§ EXERCISE
Without leaving out a single line, restate the entries below exactly.

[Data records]
━━━━━━━━━━━━━━━━━━━━━━━━━━━━━━

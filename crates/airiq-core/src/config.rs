//! Configuration file
//!
//! Stored as JSON, e.g. `airiq.json`:
//!
//! ```json
//! {
//!   "pm":  { "port": "/dev/ttyS0", "baud_rate": 9600, "timeout_ms": 2000 },
//!   "co2": { "port": "/dev/ttyUSB0", "timeout_ms": 1000 },
//!   "polling": { "pm_interval_ms": 2000, "co2_interval_ms": 5000 }
//! }
//! ```

use serde::{Deserialize, Serialize};
use std::fs;
use std::path::Path;
use std::time::Duration;
use thiserror::Error;

use crate::protocol::SensorLinkConfig;

/// Configuration errors
#[derive(Error, Debug)]
pub enum ConfigError {
    /// File could not be read or written
    #[error("Failed to read config: {0}")]
    Io(#[from] std::io::Error),

    /// File is not valid configuration JSON
    #[error("Invalid config: {0}")]
    Parse(#[from] serde_json::Error),

    /// A command needs a sensor section that is absent
    #[error("No {0} sensor configured")]
    MissingSensor(&'static str),
}

/// Top-level configuration
#[derive(Debug, Clone, Default, PartialEq, Serialize, Deserialize)]
pub struct AirIqConfig {
    /// PMS5003 link
    #[serde(default)]
    pub pm: Option<SensorLinkConfig>,

    /// MH-Z19C link
    #[serde(default)]
    pub co2: Option<SensorLinkConfig>,

    /// Polling cadence
    #[serde(default)]
    pub polling: PollingSettings,
}

/// How often and how long to poll
#[derive(Debug, Clone, PartialEq, Eq, Serialize, Deserialize)]
pub struct PollingSettings {
    /// Interval between PMS5003 reads
    #[serde(default = "default_pm_interval_ms")]
    pub pm_interval_ms: u64,

    /// Interval between MH-Z19C reads
    #[serde(default = "default_co2_interval_ms")]
    pub co2_interval_ms: u64,

    /// Stop after this many seconds (unbounded if absent)
    #[serde(default)]
    pub duration_secs: Option<u64>,
}

fn default_pm_interval_ms() -> u64 {
    2000
}

fn default_co2_interval_ms() -> u64 {
    5000
}

impl Default for PollingSettings {
    fn default() -> Self {
        Self {
            pm_interval_ms: default_pm_interval_ms(),
            co2_interval_ms: default_co2_interval_ms(),
            duration_secs: None,
        }
    }
}

impl PollingSettings {
    /// PMS5003 polling interval
    pub fn pm_interval(&self) -> Duration {
        Duration::from_millis(self.pm_interval_ms)
    }

    /// MH-Z19C polling interval
    pub fn co2_interval(&self) -> Duration {
        Duration::from_millis(self.co2_interval_ms)
    }

    /// Session limit, if any
    pub fn duration(&self) -> Option<Duration> {
        self.duration_secs.map(Duration::from_secs)
    }
}

impl AirIqConfig {
    /// Load from a JSON file
    pub fn load(path: &Path) -> Result<Self, ConfigError> {
        let content = fs::read_to_string(path)?;
        let config = serde_json::from_str(&content)?;
        Ok(config)
    }

    /// Save as pretty-printed JSON
    pub fn save(&self, path: &Path) -> Result<(), ConfigError> {
        let content = serde_json::to_string_pretty(self)?;
        fs::write(path, content)?;
        Ok(())
    }

    /// The PMS5003 link, or an error naming what is missing
    pub fn pm_link(&self) -> Result<&SensorLinkConfig, ConfigError> {
        self.pm.as_ref().ok_or(ConfigError::MissingSensor("PM"))
    }

    /// The MH-Z19C link, or an error naming what is missing
    pub fn co2_link(&self) -> Result<&SensorLinkConfig, ConfigError> {
        self.co2.as_ref().ok_or(ConfigError::MissingSensor("CO2"))
    }
}

#[cfg(test)]
mod tests {
    use super::*;
    use pretty_assertions::assert_eq;

    #[test]
    fn test_empty_config_uses_defaults() {
        let config: AirIqConfig = serde_json::from_str("{}").unwrap();
        assert_eq!(config, AirIqConfig::default());
        assert_eq!(config.polling.co2_interval(), Duration::from_secs(5));
        assert!(matches!(
            config.pm_link(),
            Err(ConfigError::MissingSensor("PM"))
        ));
    }

    #[test]
    fn test_save_and_load() {
        let dir = tempfile::tempdir().unwrap();
        let path = dir.path().join("airiq.json");

        let config = AirIqConfig {
            pm: Some(SensorLinkConfig::new("/dev/ttyS0")),
            co2: Some(SensorLinkConfig::new("/dev/ttyUSB0").with_timeout(Duration::from_secs(1))),
            polling: PollingSettings {
                duration_secs: Some(60),
                ..PollingSettings::default()
            },
        };
        config.save(&path).unwrap();

        let loaded = AirIqConfig::load(&path).unwrap();
        assert_eq!(loaded, config);
        assert_eq!(loaded.co2_link().unwrap().timeout_ms, 1000);
        assert_eq!(loaded.polling.duration(), Some(Duration::from_secs(60)));
    }

    #[test]
    fn test_invalid_json() {
        let dir = tempfile::tempdir().unwrap();
        let path = dir.path().join("broken.json");
        fs::write(&path, "{ not json").unwrap();
        assert!(matches!(AirIqConfig::load(&path), Err(ConfigError::Parse(_))));
    }
}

━━━━━━━━━━━━━━━━━━━━━━━━━━━━━━

§ ANSWER AREA
filename crates/airiq-core/src/config.rs
//! Configuration file
//!
//! Stored as JSON, e.g. `airiq.json`:
//!
//! ```json
//! {
//!   "pm":  { "port": "/dev/ttyS0", "baud_rate": 9600, "timeout_ms": 2000 },
//!   "co2": { "port": "/dev/ttyUSB0", "timeout_ms": 1000 },
//!   "polling": { "pm_interval_ms": 2000, "co2_interval_ms": 5000 }
//! }
//! ```

use serde::{Deserialize, Serialize};
use std::fs;
use std::path::Path;
use std::time::Duration;
use thiserror::Error;

use crate::protocol::SensorLinkConfig;

/// Configuration errors
#[derive(Error, Debug)]
pub enum ConfigError {
    /// File could not be read or written
    #[error("Failed to read config: {0}")]
    Io(#[from] std::io::Error),

    /// File is not valid configuration JSON
    #[error("Invalid config: {0}")]
    Parse(#[from] serde_json::Error),

    /// A command needs a sensor section that is absent
    #[error("No {0} sensor configured")]
    MissingSensor(&'static str),
}

/// Top-level configuration
#[derive(Debug, Clone, Default, PartialEq, Serialize, Deserialize)]
pub struct AirIqConfig {
    /// PMS5003 link
    #[serde(default)]
    pub pm: Option<SensorLinkConfig>,

    /// MH-Z19C link
    #[serde(default)]
    pub co2: Option<SensorLinkConfig>,

    /// Polling cadence
    #[serde(default)]
    pub polling: PollingSettings,
}

/// How often and how long to poll
#[derive(Debug, Clone, PartialEq, Eq, Serialize, Deserialize)]
pub struct PollingSettings {
    /// Interval between PMS5003 reads
    #[serde(default = "default_pm_interval_ms")]
    pub pm_interval_ms: u64,

    /// Interval between MH-Z19C reads
    #[serde(default = "default_co2_interval_ms")]
    pub co2_interval_ms: u64,

    /// Stop after this many seconds (unbounded if absent)
    #[serde(default)]
    pub duration_secs: Option<u64>,
}

fn default_pm_interval_ms() -> u64 {
    2000
}

fn default_co2_interval_ms() -> u64 {
    5000
}

impl Default for PollingSettings {
    fn default() -> Self {
        Self {
            pm_interval_ms: default_pm_interval_ms(),
            co2_interval_ms: default_co2_interval_ms(),
            duration_secs: None,
        }
    }
}

impl PollingSettings {
    /// PMS5003 polling interval
    pub fn pm_interval(&self) -> Duration {
        Duration::from_millis(self.pm_interval_ms)
    }

    /// MH-Z19C polling interval
    pub fn co2_interval(&self) -> Duration {
        Duration::from_millis(self.co2_interval_ms)
    }

    /// Session limit, if any
    pub fn duration(&self) -> Option<Duration> {
        self.duration_secs.map(Duration::from_secs)
    }
}

impl AirIqConfig {
    /// Load from a JSON file
    pub fn load(path: &Path) -> Result<Self, ConfigError> {
        let content = fs::read_to_string(path)?;
        let config = serde_json::from_str(&content)?;
        Ok(config)
    }

    /// Save as pretty-printed JSON
    pub fn save(&self, path: &Path) -> Result<(), ConfigError> {
        let content = serde_json::to_string_pretty(self)?;
        fs::write(path, content)?;
        Ok(())
    }

    /// The PMS5003 link, or an error naming what is missing
    pub fn pm_link(&self) -> Result<&SensorLinkConfig, ConfigError> {
        self.pm.as_ref().ok_or(ConfigError::MissingSensor("PM"))
    }

    /// The MH-Z19C link, or an error naming what is missing
    pub fn co2_link(&self) -> Result<&SensorLinkConfig, ConfigError> {
        self.co2.as_ref().ok_or(ConfigError::MissingSensor("CO2"))
    }
}

#[cfg(test)]
mod tests {
    use super::*;
    use pretty_assertions::assert_eq;

    #[test]
    fn test_empty_config_uses_defaults() {
        let config: AirIqConfig = serde_json::from_str("{}").unwrap();
        assert_eq!(config, AirIqConfig::default());
        assert_eq!(config.polling.co2_interval(), Duration::from_secs(5));
        assert!(matches!(
            config.pm_link(),
            Err(ConfigError::MissingSensor("PM"))
        ));
    }

    #[test]
    fn test_save_and_load() {
        let dir = tempfile::tempdir().unwrap();
        let path = dir.path().join("airiq.json");

        let config = AirIqConfig {
            pm: Some(SensorLinkConfig::new("/dev/ttyS0")),
            co2: Some(SensorLinkConfig::new("/dev/ttyUSB0").with_timeout(Duration::from_secs(1))),
            polling: PollingSettings {
                duration_secs: Some(60),
                ..PollingSettings::default()
            },
        };
        config.save(&path).unwrap();

        let loaded = AirIqConfig::load(&path).unwrap();
        assert_eq!(loaded, config);
        assert_eq!(loaded.co2_link().unwrap().timeout_ms, 1000);
        assert_eq!(loaded.polling.duration(), Some(Duration::from_secs(60)));
    }

    #[test]
    fn test_invalid_json() {
        let dir = tempfile::tempdir().unwrap();
        let path = dir.path().join("broken.json");
        fs::write(&path, "{ not json").unwrap();
        assert!(matches!(AirIqConfig::load(&path), Err(ConfigError::Parse(_))));
    }
}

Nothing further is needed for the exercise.